I walked out of the bathroom, flicking the light switch off with a trembling hand as I passed, and steadily made my way downstairs to the front door, talking to myself the entire way, certain I was about to be jumped by an intruder.

“Charlotte, you’ll just have to wait and have breakfast later, because I have other things to do and I don’t have time to go looking around every nook and cranny whenever it’s time to eat. You’ll just have to learn that if you want your breakfast, you have to eat it when it’s served. So I’ll just be back after lunchtime, and maybe you’ll decide you’re hungry by then.”

I pulled out my ring of keys and jangled them loudly so whoever was in the house, if they were still there, would hear them and know I was leaving.

“See you later, Charlotte!” I yelled and pulled the front door closed behind me. I walked down the winding driveway on rubbery legs, feeling like there was a target on my back. As soon as I was in the Bronco, I put the key in the ignition with one hand and pulled my cell phone out with the other. I rolled down to the front gate, and by the time I’d pulled out onto the road I had already dialed the number. Not 911, as I probably should have, but the number of my old superior when I was a deputy, that of Sergeant Woodrow Owens.

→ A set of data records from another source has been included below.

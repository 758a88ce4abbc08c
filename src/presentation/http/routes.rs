//! Route Configuration
//!
//! Configures all HTTP routes for the API.

use axum::{
    routing::{delete, get, put},
    Router,
};
use tower_http::services::ServeDir;

use super::handlers;
use crate::startup::AppState;

/// Create the main API router
pub fn create_router(state: AppState) -> Router {
    Router::new()
        .merge(customer_routes())
        .merge(vehicle_routes())
        .merge(sale_routes())
        .merge(image_routes())
        .merge(test_drive_routes())
        // Health check endpoints
        .route("/health", get(handlers::health::health_check))
        .route("/health/ready", get(handlers::health::readiness))
        // Uploaded images are served as static files
        .nest_service("/uploads", ServeDir::new(state.images.root()))
        .with_state(state)
}

/// Customer routes
fn customer_routes() -> Router<AppState> {
    Router::new()
        .route(
            "/customers",
            get(handlers::customer::list_customers).post(handlers::customer::create_customer),
        )
        .route(
            "/customers/{id}",
            get(handlers::customer::get_customer).patch(handlers::customer::patch_customer),
        )
        .route(
            "/customers/{id}/test-drives",
            get(handlers::test_drive::list_test_drives_for_customer),
        )
}

/// Inventory routes
fn vehicle_routes() -> Router<AppState> {
    Router::new()
        .route(
            "/vehicles",
            get(handlers::vehicle::list_vehicles).post(handlers::vehicle::create_vehicle),
        )
        .route(
            "/vehicles/available",
            get(handlers::vehicle::list_available_vehicles),
        )
        .route(
            "/vehicles/{id}",
            get(handlers::vehicle::get_vehicle).put(handlers::vehicle::update_vehicle),
        )
        .route(
            "/vehicles/{id}/test-drives",
            get(handlers::test_drive::list_test_drives_for_vehicle),
        )
}

/// Sales routes, including the CSV exports
fn sale_routes() -> Router<AppState> {
    Router::new()
        .route(
            "/sales",
            get(handlers::sale::list_sales).post(handlers::sale::create_sale),
        )
        .route("/sales/id/{id}", get(handlers::sale::get_sale_invoice))
        .route("/sales/{id}", put(handlers::sale::update_sale))
        .route("/sales/export/csv", get(handlers::sale::export_sales_csv))
        .route("/sales/weekly-report", get(handlers::sale::weekly_report_csv))
}

/// Vehicle image routes
fn image_routes() -> Router<AppState> {
    Router::new()
        .route(
            "/vehicles/{id}/images",
            get(handlers::image::list_images).post(handlers::image::upload_image),
        )
        .route("/images/{id}", delete(handlers::image::delete_image))
}

/// Test drive routes
fn test_drive_routes() -> Router<AppState> {
    Router::new()
        .route(
            "/test-drives",
            get(handlers::test_drive::list_test_drives).post(handlers::test_drive::create_test_drive),
        )
        .route(
            "/test-drives/{id}",
            get(handlers::test_drive::get_test_drive).patch(handlers::test_drive::patch_test_drive),
        )
}
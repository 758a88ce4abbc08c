//! # DealerDrive
//!
//! A dealership management backend implemented in Rust.
//!
//! This is the application entry point that initializes:
//! - Tracing/logging subsystem
//! - Configuration loading
//! - Database connection pool
//! - HTTP server

use anyhow::Result;
use tracing::info;

use dealerdrive::config::Settings;
use dealerdrive::startup::Application;

#[tokio::main]
async fn main() -> Result<()> {
    // Initialize tracing subscriber for structured logging
    dealerdrive::telemetry::init_tracing();

    info!("Starting DealerDrive...");

    // Load configuration from environment and config files
    let settings = Settings::load()?;
    info!(
        host = %settings.server.host,
        port = %settings.server.port,
        environment = %settings.environment,
        "Configuration loaded"
    );

    // Build and run the application
    let application = Application::build(settings).await?;

    info!("Server ready to accept connections");
    application.run_until_stopped().await?;

    Ok(())
}
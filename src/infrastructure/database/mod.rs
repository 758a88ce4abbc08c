//! Database Module
//!
//! PostgreSQL connection pool and transaction discipline.
//!
//! Repository functions take `&mut PgConnection` borrowed from a
//! [`PooledConnection`] and run exactly one transaction per call:
//! `conn.begin()` → statements → `tx.commit()`. A failure propagated with
//! `?` drops the transaction guard uncommitted, which rolls it back.

pub mod pool;

use std::time::Duration;

use sqlx::postgres::PgConnection;
use sqlx::Connection;

use crate::config::DatabaseSettings;
use crate::shared::error::AppError;

pub use pool::{ConnectionPool, PooledConnection};

/// Pool of live PostgreSQL sessions.
pub type DbPool = ConnectionPool<PgConnection>;

/// Request-scoped borrow of one PostgreSQL session.
pub type DbConnection = PooledConnection<PgConnection>;

/// Eagerly open the configured number of connections.
///
/// Any connection failure here is fatal: the process must not start with a
/// partially-populated pool.
pub async fn create_pool(settings: &DatabaseSettings) -> Result<DbPool, AppError> {
    let mut connections = Vec::with_capacity(settings.pool_size as usize);
    for _ in 0..settings.pool_size {
        let conn = PgConnection::connect(&settings.url)
            .await
            .map_err(|e| AppError::BackendUnavailable(e.to_string()))?;
        connections.push(conn);
    }

    let acquire_timeout = settings.acquire_timeout.map(Duration::from_secs);
    Ok(ConnectionPool::new(connections, acquire_timeout))
}

/// Run database migrations on one pool connection.
pub async fn run_migrations(conn: &mut PgConnection) -> Result<(), sqlx::migrate::MigrateError> {
    sqlx::migrate!("./migrations").run(conn).await
}
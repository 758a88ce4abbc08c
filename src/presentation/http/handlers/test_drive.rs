//! Test Drive Handlers

use axum::{
    extract::{Path, State},
    http::StatusCode,
    Json,
};

use crate::application::dto::request::{CreateTestDriveRequest, UpdateTestDriveRequest};
use crate::domain::{TestDrive, TestDriveDetail};
use crate::infrastructure::repositories::test_drive_repository;
use crate::shared::error::AppError;
use crate::shared::validation::parse_uuid;
use crate::startup::AppState;

/// List all test-drive bookings
pub async fn list_test_drives(
    State(state): State<AppState>,
) -> Result<Json<Vec<TestDriveDetail>>, AppError> {
    let mut conn = state.db.acquire().await?;
    let bookings = test_drive_repository::find_all(&mut conn).await?;
    Ok(Json(bookings))
}

/// Get a booking by ID
pub async fn get_test_drive(
    State(state): State<AppState>,
    Path(id): Path<String>,
) -> Result<Json<TestDriveDetail>, AppError> {
    let id = parse_uuid(&id, "test drive")?;

    let mut conn = state.db.acquire().await?;
    let booking = test_drive_repository::find_by_id(&mut conn, id)
        .await?
        .ok_or_else(|| AppError::NotFound("Test drive not found".into()))?;

    Ok(Json(booking))
}

/// List bookings made by one customer
pub async fn list_test_drives_for_customer(
    State(state): State<AppState>,
    Path(customer_id): Path<String>,
) -> Result<Json<Vec<TestDriveDetail>>, AppError> {
    let customer_id = parse_uuid(&customer_id, "customer")?;

    let mut conn = state.db.acquire().await?;
    let bookings = test_drive_repository::find_by_customer(&mut conn, customer_id).await?;
    if bookings.is_empty() {
        return Err(AppError::NotFound(
            "No test drive found for the given customer ID.".into(),
        ));
    }

    Ok(Json(bookings))
}

/// List bookings for one vehicle
pub async fn list_test_drives_for_vehicle(
    State(state): State<AppState>,
    Path(vehicle_id): Path<String>,
) -> Result<Json<Vec<TestDriveDetail>>, AppError> {
    let vehicle_id = parse_uuid(&vehicle_id, "vehicle")?;

    let mut conn = state.db.acquire().await?;
    let bookings = test_drive_repository::find_by_vehicle(&mut conn, vehicle_id).await?;
    if bookings.is_empty() {
        return Err(AppError::NotFound(
            "No test drive found for the given vehicle ID.".into(),
        ));
    }

    Ok(Json(bookings))
}

/// Book a test drive
pub async fn create_test_drive(
    State(state): State<AppState>,
    Json(body): Json<CreateTestDriveRequest>,
) -> Result<(StatusCode, Json<TestDrive>), AppError> {
    let booking = body.try_into_domain()?;

    let mut conn = state.db.acquire().await?;
    let created = test_drive_repository::create(&mut conn, &booking).await?;

    Ok((StatusCode::CREATED, Json(created)))
}

/// Update date and/or comment of a booking
pub async fn patch_test_drive(
    State(state): State<AppState>,
    Path(id): Path<String>,
    Json(body): Json<UpdateTestDriveRequest>,
) -> Result<Json<TestDrive>, AppError> {
    let id = parse_uuid(&id, "test drive")?;

    let patch = body.try_into_domain()?;
    patch.validate()?;

    let mut conn = state.db.acquire().await?;
    let updated = test_drive_repository::patch(&mut conn, id, &patch)
        .await?
        .ok_or_else(|| AppError::NotFound("Test drive not found".into()))?;

    Ok(Json(updated))
}
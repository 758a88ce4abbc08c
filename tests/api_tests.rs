//! Handler API Tests
//!
//! Drives the full router through tower's `oneshot` and checks status
//! codes and the uniform error body for every validation path, which all
//! run before a database connection is taken.

mod common;

use axum::http::StatusCode;

use common::{body_json, TestApp};

const CUSTOMER_ID: &str = "0c7f9dd2-4bb4-4f3e-bbcf-19a6a2a8b2a4";

#[tokio::test]
async fn health_check_returns_ok() {
    let app = TestApp::new();

    let response = app.get("/health").await;
    assert_eq!(response.status(), StatusCode::OK);

    let json = body_json(response).await;
    assert_eq!(json["status"], "healthy");
}

#[tokio::test]
async fn get_customer_with_malformed_id_is_400() {
    let app = TestApp::new();

    let response = app.get("/customers/not-a-uuid").await;
    assert_eq!(response.status(), StatusCode::BAD_REQUEST);

    let json = body_json(response).await;
    assert_eq!(json["error"], "Invalid customer id");
}

#[tokio::test]
async fn create_customer_with_missing_fields_is_400() {
    let app = TestApp::new();

    let response = app
        .post_json("/customers", r#"{"first_name": "Jane"}"#)
        .await;
    assert_eq!(response.status(), StatusCode::BAD_REQUEST);

    let json = body_json(response).await;
    assert_eq!(json["error"], "Missing required fields");
}

#[tokio::test]
async fn create_customer_with_invalid_email_is_400() {
    let app = TestApp::new();

    let body = r#"{
        "first_name": "Jane", "last_name": "Doe",
        "ph_number": "5195551234", "email": "jane-at-example.com",
        "driving_licence": "ON-12345678"
    }"#;
    let response = app.post_json("/customers", body).await;
    assert_eq!(response.status(), StatusCode::BAD_REQUEST);

    let json = body_json(response).await;
    assert_eq!(json["error"], "Invalid email format");
}

#[tokio::test]
async fn create_customer_with_bad_phone_is_400() {
    let app = TestApp::new();

    let body = r#"{
        "first_name": "Jane", "last_name": "Doe",
        "ph_number": "519-555-1234", "email": "jane@example.com",
        "driving_licence": "ON-12345678"
    }"#;
    let response = app.post_json("/customers", body).await;
    assert_eq!(response.status(), StatusCode::BAD_REQUEST);
}

#[tokio::test]
async fn patch_customer_with_no_fields_is_400() {
    let app = TestApp::new();

    let response = app
        .patch_json(&format!("/customers/{CUSTOMER_ID}"), "{}")
        .await;
    assert_eq!(response.status(), StatusCode::BAD_REQUEST);

    let json = body_json(response).await;
    assert_eq!(json["error"], "No fields provided for update");
}

#[tokio::test]
async fn create_sale_with_negative_price_is_400() {
    let app = TestApp::new();

    let body = format!(
        r#"{{"vehicle_id": "{CUSTOMER_ID}", "customer_id": "{CUSTOMER_ID}",
            "date": "2025-06-15", "sale_price": -5}}"#
    );
    let response = app.post_json("/sales", &body).await;
    assert_eq!(response.status(), StatusCode::BAD_REQUEST);

    let json = body_json(response).await;
    assert_eq!(json["error"], "Sale price must be positive");
}

#[tokio::test]
async fn create_sale_with_malformed_vehicle_id_is_400() {
    let app = TestApp::new();

    let body = format!(
        r#"{{"vehicle_id": "garage", "customer_id": "{CUSTOMER_ID}",
            "date": "2025-06-15", "sale_price": 100}}"#
    );
    let response = app.post_json("/sales", &body).await;
    assert_eq!(response.status(), StatusCode::BAD_REQUEST);

    let json = body_json(response).await;
    assert_eq!(json["error"], "Invalid vehicle id");
}

#[tokio::test]
async fn create_sale_with_calendar_invalid_date_is_400() {
    let app = TestApp::new();

    let body = format!(
        r#"{{"vehicle_id": "{CUSTOMER_ID}", "customer_id": "{CUSTOMER_ID}",
            "date": "2025-02-30", "sale_price": 100}}"#
    );
    let response = app.post_json("/sales", &body).await;
    assert_eq!(response.status(), StatusCode::BAD_REQUEST);
}

#[tokio::test]
async fn create_vehicle_with_out_of_range_year_is_400() {
    let app = TestApp::new();

    let body = r#"{
        "vin": "VIN123", "make": "Honda", "model": "Accord",
        "year": 1700, "odometer": 1000,
        "fuel_type": "GAS", "transmission": "MANUAL",
        "market_price": 10000, "status": "AVAILABLE"
    }"#;
    let response = app.post_json("/vehicles", body).await;
    assert_eq!(response.status(), StatusCode::BAD_REQUEST);
}

#[tokio::test]
async fn create_vehicle_with_unknown_fuel_type_is_400() {
    let app = TestApp::new();

    let body = r#"{
        "vin": "VIN123", "make": "Honda", "model": "Accord",
        "year": 2020, "odometer": 1000,
        "fuel_type": "STEAM", "transmission": "MANUAL",
        "market_price": 10000, "status": "AVAILABLE"
    }"#;
    let response = app.post_json("/vehicles", body).await;
    assert_eq!(response.status(), StatusCode::BAD_REQUEST);

    let json = body_json(response).await;
    assert_eq!(
        json["error"],
        "Invalid fuel_type. Expected one of GAS, DIESEL, ELECTRIC, HYBRID."
    );
}

#[tokio::test]
async fn update_vehicle_with_malformed_id_is_400() {
    let app = TestApp::new();

    let body = r#"{
        "vin": "VIN123", "make": "Honda", "model": "Accord",
        "year": 2020, "odometer": 1000,
        "fuel_type": "GAS", "transmission": "MANUAL",
        "market_price": 10000, "status": "AVAILABLE"
    }"#;
    let response = app.put_json("/vehicles/forty-two", body).await;
    assert_eq!(response.status(), StatusCode::BAD_REQUEST);
}

#[tokio::test]
async fn weekly_report_with_inverted_range_is_400() {
    let app = TestApp::new();

    let response = app
        .get("/sales/weekly-report?start=2025-06-15&end=2025-06-01")
        .await;
    assert_eq!(response.status(), StatusCode::BAD_REQUEST);

    let json = body_json(response).await;
    assert_eq!(json["error"], "Invalid date range: start is after end");
}

#[tokio::test]
async fn weekly_report_without_params_is_400() {
    let app = TestApp::new();

    let response = app.get("/sales/weekly-report").await;
    assert_eq!(response.status(), StatusCode::BAD_REQUEST);
}

#[tokio::test]
async fn create_test_drive_with_missing_fields_is_400() {
    let app = TestApp::new();

    let response = app
        .post_json("/test-drives", r#"{"comment": "no ids"}"#)
        .await;
    assert_eq!(response.status(), StatusCode::BAD_REQUEST);
}

#[tokio::test]
async fn patch_test_drive_with_no_fields_is_400() {
    let app = TestApp::new();

    let response = app
        .patch_json(&format!("/test-drives/{CUSTOMER_ID}"), "{}")
        .await;
    assert_eq!(response.status(), StatusCode::BAD_REQUEST);
}

#[tokio::test]
async fn exhausted_pool_surfaces_as_503() {
    // The test pool has no connections; a handler that reaches the
    // database fails with the pool-exhausted deadline instead of hanging.
    let app = TestApp::new();

    let response = app.get("/customers").await;
    assert_eq!(response.status(), StatusCode::SERVICE_UNAVAILABLE);

    let json = body_json(response).await;
    assert_eq!(json["error"], "Connection pool exhausted");
}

As shaken as I was, I had to smile when he answered the phone. Sergeant Owens and I have a long history together. I served under him when I was a deputy with the sheriff’s department, I cried in his arms when Todd and Christy were killed, and when I laid down my gun and my badge, it was on Sergeant Owens’s desk. Since then I’d stumbled across more than my share of crime cases, and I was beginning to feel like an adjunct private investigator for the local law. Sergeant Owens had once told me I was too fucked up (his words) to carry on as a police officer, but I imagined he had an entirely different opinion of me now. Or at least, that’s what I hoped.

Even when he’s being his official police self, Owens can’t keep from sounding like he’s about to sit down to crisp catfish and hush puppies that his mama just fried up for him and thirty-nine of his closest kinfolk. Owens is six-three, slow and lanky to look at, but lightning fast when he thinks. He sets high standards for himself and his subordinates, and he’s quick to let you know when you’re being a dumb-butt. Believe me, I know.